Y en estas andan los dos hombres cuando se acerca el cabrero,
precedido por el sonido de una radio rectangular forrada de cuero, que cuelga
del hombro como si de un segundo morral se tratara. Y es que ahora los pastores
andan así: además de la cuerna y la garrota, casi todos llevan colgando un
aparato de estos que no callan. Una manera como otra cualquiera de combatir la
soledad. El nuevo examina el trabajo de los otros y sin preocuparse de bajar el
volumen, dice que bien, que si no se parte la soga, el armeal aguantará, pero
que por si acaso, lo mejor será que se lo eche cuanto antes a las vacas, que
así por lo menos no tendrá que levantarlo si se cae.
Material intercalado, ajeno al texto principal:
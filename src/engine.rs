use futures::future::join_all;
use serde::{Serialize, de::DeserializeOwned};
use std::collections::HashMap;
use std::future::Future;
use std::sync::{Arc, RwLock, Weak};

use crate::config::CacheConfig;
use crate::coordinator::{RemoteFetch, RequestCoordinator, RetryPolicy, fetch_with_retry, remote_fetch};
use crate::entry::{CacheEntry, Freshness, content_hash};
use crate::error::CacheError;
use crate::fallback::{FallbackAction, FallbackPolicy, NotFoundFallback};
use crate::key::CacheKey;
use crate::memory::{Lookup, MemoryCache};
use crate::persistent::{PersistentBackend, PersistentStore};
use crate::subscribers::{SubscriberRegistry, Subscription, Update};
use crate::utils::{Clock, SystemClock};

/// Options for [`SwrEngine::fetch`].
#[derive(Debug, Clone, Copy, Default, PartialEq, Eq)]
pub struct FetchOptions {
    /// Go to the origin regardless of freshness.
    pub force_refresh: bool,
    /// Do not announce the fetch to subscribers before it completes.
    pub silent: bool,
}

impl FetchOptions {
    pub fn force() -> Self {
        FetchOptions {
            force_refresh: true,
            silent: false,
        }
    }

    pub fn silent() -> Self {
        FetchOptions {
            force_refresh: false,
            silent: true,
        }
    }
}

/// The value a fetch resolved to.
#[derive(Debug, Clone, PartialEq)]
pub struct Fetched<T> {
    pub data: T,
    /// Set when the origin failed and `data` is the last known value.
    pub error: Option<CacheError>,
    /// Set when `data` is stale and a revalidation is running in the background.
    pub is_validating: bool,
}

impl<T> Fetched<T> {
    fn settled(data: T) -> Self {
        Fetched {
            data,
            error: None,
            is_validating: false,
        }
    }
}

/// What [`SwrEngine::clear_cache`] removes.
#[derive(Debug, Clone, PartialEq, Eq)]
pub enum ClearScope {
    Key(CacheKey),
    All,
}

impl From<CacheKey> for ClearScope {
    fn from(key: CacheKey) -> Self {
        ClearScope::Key(key)
    }
}

/// How a revalidation talks to subscribers.
#[derive(Debug, Clone, Copy)]
struct Revalidation {
    force: bool,
    /// Send `(prior, None, true)` before going to the origin.
    announce: bool,
    /// A validating update was already sent by whoever started this revalidation.
    announced: bool,
}

impl Revalidation {
    fn blocking(opts: FetchOptions) -> Self {
        Revalidation {
            force: opts.force_refresh,
            announce: !opts.silent,
            announced: false,
        }
    }

    fn quiet() -> Self {
        Revalidation {
            force: false,
            announce: false,
            announced: false,
        }
    }

    fn after_announcement() -> Self {
        Revalidation {
            force: false,
            announce: false,
            announced: true,
        }
    }

    /// Unchanged data only needs to reach subscribers to close a validating update.
    fn notify_unchanged(&self) -> bool {
        self.announce || self.announced
    }
}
Y que él no cree mucho en
esos remedios caseros que en qué coños estaba pensado cuando puso el palo, que
ni siquiera
miró si estaba sano por la parte de abajo.
Y luego, con una sonrisa socarrona que delata sus pensamientos y
después de vocear a una cabra que está ya encima de la pared del prado vecino y
que se baja inmediatamente, dice con
cierta sorna que han hecho como los políticos, que no hacen más que echar
tirantes, ahora con la Ley de Transparencia y con la Comisión encargada de que
se cumpla, que tiene huevos. Que dice el locutor que después de haberse
encargado de taparse unos a otros mucho más de lo aconsejable, ahora quieren
ser transparentes. Y cuidadito con quien no lo sea, que la susodicha Comisión
va a ser implacable. Y, ¿quién va a formar y presidir dicha Comisión? Los
políticos, naturalmente, según la representación parlamentaria que tengan en el
momento de la constitución. Y el cabrero se descojona de la risa, él solito,
que si alguien llegara en este momento, pensaría que le ha dado un aire. Lo de
la zorra y las gallinas, añade el hombre. Y sube un poquito el volumen de la
radio porque el locutor, con ese tonillo que ponen estos profesionales cuando
quieren llamar la atención, cuenta que los integrantes del Parlamento Andaluz,
han rectificado una decisión que les permitía subirse las dietas, sólo después
del escándalo que se ha montado en las redes sociales; que él no sabe lo qué
son ni falta que le hace. Y luego añade: “Mira, otro tirante. Está ya el país
tan lleno de remiendos que pronto no vamos a diferenciar lo nuevo de lo viejo”.
Y Braulio, que anda liando un cigarro parsimoniosamente, no puede
estar más de acuerdo con el pastor. Y es que sabe que, a veces, los tirantes no
son suficientes. Porque cuando el palo está torcido lo mejor es cambiarlo.